In this blog entry, Temple University Press author Sabrina McCormick (Mobilizing Science) talks about her award-winning film, No Family History, which, like her book, examines the environmental breast cancer prevention movement.
Last week, my film, No Family History, won Best Real Time Documentary at the Philadelphia Independent Film Festival. I started making the film about a woman on Long Island, New York as I was writing my book Mobilizing Science. The research for that book had taken me to Long Island for years, researching activism there. It is one place in the United States with heightened rates of breast cancer where researchers were trying to figure out the causes of the disease. Is it exposures in the water? The air?
Researchers had been given support to ask these questions after a group of women in the area instigated the passage of a Congressional bill that mandated the study of breast cancer in the area. Robin, the main character in my film, had gotten breast cancer while I was there doing research. When I met her, I knew her experience deserved a film.
Robin is honest and forthright with the camera. She is unafraid. This is also how she approached battling breast cancer. She did not hesitate, but walked into her double mastectomy with her head held high, and came out the other side smiling, even when in pain. Like millions of other women who have gotten the disease, she asked why? She had exercised, eaten right and had no family history of the disease. No one could give her answers about what had caused the pain and suffering she was forced to endure for several years, and may face again.

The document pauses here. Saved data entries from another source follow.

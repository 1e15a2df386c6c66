//! Local SQLite storage bootstrap.
//!
//! # Responsibility
//! - Open and configure the on-device SQLite database.
//! - Apply schema migrations in deterministic order.
//!
//! # Invariants
//! - Migration version is tracked via `PRAGMA user_version`.
//! - Nothing reads or writes preference rows before migrations succeed.

use thiserror::Error;

pub mod migrations;
mod open;

pub use open::{open_db, open_db_in_memory};

pub type DbResult<T> = Result<T, DbError>;

#[derive(Debug, Error)]
pub enum DbError {
    #[error(transparent)]
    Sqlite(#[from] rusqlite::Error),
    #[error("database schema version {db_version} is newer than supported {latest_supported}")]
    UnsupportedSchemaVersion {
        db_version: u32,
        latest_supported: u32,
    },
}
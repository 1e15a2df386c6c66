//! Kanban domain model.
//!
//! # Responsibility
//! - Define the plain data shapes shared by stores, views and boundaries.
//! - Keep behavior limited to lookups and invariant checks on one value.
//!
//! # Invariants
//! - Every entity is identified by a caller-generated `Uuid`.
//! - A board owns its columns and tasks; columns reference tasks by id only.

pub mod board;
pub mod user;

use uuid::Uuid;

/// Generates a fresh random identifier for callers that create entities.
///
/// Stores never call this: ids always arrive pre-generated.
pub fn new_id() -> Uuid {
    Uuid::new_v4()
}
//! Core state layer for the kanban board.
//! This crate is the single source of truth for board invariants.

pub mod analytics;
pub mod db;
pub mod fixtures;
pub mod logging;
pub mod model;
pub mod preferences;
pub mod store;
pub mod sync;

pub use analytics::board_stats::{
    board_stats, board_stats_at, column_distribution, overdue_count, overdue_count_at,
    priority_distribution, upcoming_count, upcoming_count_at, BoardStats, DueDateBreakdown,
    PriorityCounts,
};
pub use logging::{default_log_level, init_logging, logging_status, LoggingError};
pub use model::board::{
    Board, BoardId, Column, ColumnId, Comment, IntegrityViolation, Priority, Tag, TagId, Task,
    TaskId,
};
pub use model::new_id;
pub use model::user::{User, UserId, UserRole};
pub use preferences::{
    MemoryPreferenceStore, PreferenceError, PreferenceStore, SqlitePreferenceStore, ThemeMode,
    ThemeParseError, ThemeService,
};
pub use store::board_store::{BoardStore, TaskMove};
pub use store::user_store::UserStore;
pub use store::{EntityKind, StoreError, StoreResult};
pub use sync::{NoopSyncProvider, PresenceStatus, SyncError, SyncProvider, SyncRegistry};

/// Minimal health-check API for host integration.
pub fn ping() -> &'static str {
    "pong"
}

/// Returns the core crate version.
pub fn core_version() -> &'static str {
    env!("CARGO_PKG_VERSION")
}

Scientists have been looking for a cure for breast cancer since Nixon declared the war on cancer in 1971. In the early 1990s, activists in Long Island, then across the nation pushed a new agenda – looking for the causes of the disease that could be prevented, hence averting the dire struggle Robin and others have faced. These teams of activists and researchers have worked together, finding new exposures, learning that the younger we are when we are exposed to a carcinogen, the more extreme that exposure seems to our bodies. They are reshaping science, and with it, what we do about breast cancer.